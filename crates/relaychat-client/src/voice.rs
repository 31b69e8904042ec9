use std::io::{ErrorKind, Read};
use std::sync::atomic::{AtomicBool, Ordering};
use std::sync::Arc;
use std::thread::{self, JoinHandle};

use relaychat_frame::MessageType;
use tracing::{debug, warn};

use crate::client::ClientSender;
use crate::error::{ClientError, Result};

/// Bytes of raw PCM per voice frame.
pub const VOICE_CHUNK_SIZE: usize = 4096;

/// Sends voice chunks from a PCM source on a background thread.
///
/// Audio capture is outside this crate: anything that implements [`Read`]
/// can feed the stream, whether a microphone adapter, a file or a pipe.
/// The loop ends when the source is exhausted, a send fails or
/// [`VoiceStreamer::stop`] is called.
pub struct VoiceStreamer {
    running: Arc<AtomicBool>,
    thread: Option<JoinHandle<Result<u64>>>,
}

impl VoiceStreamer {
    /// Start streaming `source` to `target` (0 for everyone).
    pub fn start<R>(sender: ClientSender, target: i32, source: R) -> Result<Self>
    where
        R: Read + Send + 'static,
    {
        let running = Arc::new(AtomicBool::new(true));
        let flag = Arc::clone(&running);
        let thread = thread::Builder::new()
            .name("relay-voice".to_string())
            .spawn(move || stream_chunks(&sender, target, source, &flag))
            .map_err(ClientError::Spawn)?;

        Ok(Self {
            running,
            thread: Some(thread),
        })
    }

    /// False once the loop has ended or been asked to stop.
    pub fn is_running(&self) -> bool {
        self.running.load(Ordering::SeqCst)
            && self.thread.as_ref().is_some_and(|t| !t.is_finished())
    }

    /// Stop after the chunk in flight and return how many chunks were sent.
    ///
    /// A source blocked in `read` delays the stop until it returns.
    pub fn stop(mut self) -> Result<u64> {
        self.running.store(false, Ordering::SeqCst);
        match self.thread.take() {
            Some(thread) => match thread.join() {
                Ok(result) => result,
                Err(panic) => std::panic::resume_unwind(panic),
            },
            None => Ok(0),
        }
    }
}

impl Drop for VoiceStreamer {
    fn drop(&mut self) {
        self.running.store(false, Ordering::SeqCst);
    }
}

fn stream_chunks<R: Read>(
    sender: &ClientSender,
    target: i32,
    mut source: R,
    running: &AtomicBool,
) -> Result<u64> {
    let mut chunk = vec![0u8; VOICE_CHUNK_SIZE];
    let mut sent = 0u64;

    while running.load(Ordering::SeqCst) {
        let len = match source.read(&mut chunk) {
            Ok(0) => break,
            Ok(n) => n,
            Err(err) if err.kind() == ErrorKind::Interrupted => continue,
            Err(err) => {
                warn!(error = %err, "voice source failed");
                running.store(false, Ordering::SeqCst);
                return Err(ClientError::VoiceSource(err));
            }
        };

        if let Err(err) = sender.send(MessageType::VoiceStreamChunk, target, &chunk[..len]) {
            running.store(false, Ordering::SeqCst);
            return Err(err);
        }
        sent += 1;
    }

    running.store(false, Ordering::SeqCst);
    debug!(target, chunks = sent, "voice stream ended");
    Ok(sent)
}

* * *

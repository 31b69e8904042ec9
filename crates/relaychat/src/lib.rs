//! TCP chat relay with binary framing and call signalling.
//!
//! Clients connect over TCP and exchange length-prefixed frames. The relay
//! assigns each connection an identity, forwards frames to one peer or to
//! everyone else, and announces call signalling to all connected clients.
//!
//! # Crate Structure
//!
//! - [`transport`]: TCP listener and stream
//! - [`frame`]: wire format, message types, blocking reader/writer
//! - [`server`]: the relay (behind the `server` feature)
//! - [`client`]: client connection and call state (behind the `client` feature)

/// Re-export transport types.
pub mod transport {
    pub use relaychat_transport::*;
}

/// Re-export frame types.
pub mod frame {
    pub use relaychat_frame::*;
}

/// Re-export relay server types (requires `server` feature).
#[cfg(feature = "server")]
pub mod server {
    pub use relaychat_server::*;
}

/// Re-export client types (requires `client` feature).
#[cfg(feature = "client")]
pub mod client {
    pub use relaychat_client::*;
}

==

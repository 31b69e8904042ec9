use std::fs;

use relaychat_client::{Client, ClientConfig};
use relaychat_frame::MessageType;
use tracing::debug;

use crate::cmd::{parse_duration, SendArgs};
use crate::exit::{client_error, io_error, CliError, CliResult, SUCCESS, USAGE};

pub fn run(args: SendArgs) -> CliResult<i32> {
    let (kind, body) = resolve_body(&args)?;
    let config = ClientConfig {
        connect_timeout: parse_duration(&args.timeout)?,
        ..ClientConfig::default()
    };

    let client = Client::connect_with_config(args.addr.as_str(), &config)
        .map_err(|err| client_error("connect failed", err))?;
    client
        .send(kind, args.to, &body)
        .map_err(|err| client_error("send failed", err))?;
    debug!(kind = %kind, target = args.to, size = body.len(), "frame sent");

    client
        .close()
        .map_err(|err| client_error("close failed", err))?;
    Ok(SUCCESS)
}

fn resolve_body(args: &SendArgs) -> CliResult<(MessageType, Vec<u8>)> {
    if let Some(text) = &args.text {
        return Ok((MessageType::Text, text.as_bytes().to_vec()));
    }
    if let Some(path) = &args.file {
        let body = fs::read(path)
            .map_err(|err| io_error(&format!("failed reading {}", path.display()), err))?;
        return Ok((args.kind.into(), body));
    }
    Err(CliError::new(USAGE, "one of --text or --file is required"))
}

**Task statement**
Go line by line through the records above and copy each one containing "VoiceStreamer".

**Your solution**
/// [`VoiceStreamer::stop`] is called.
pub struct VoiceStreamer {
impl VoiceStreamer {
impl Drop for VoiceStreamer {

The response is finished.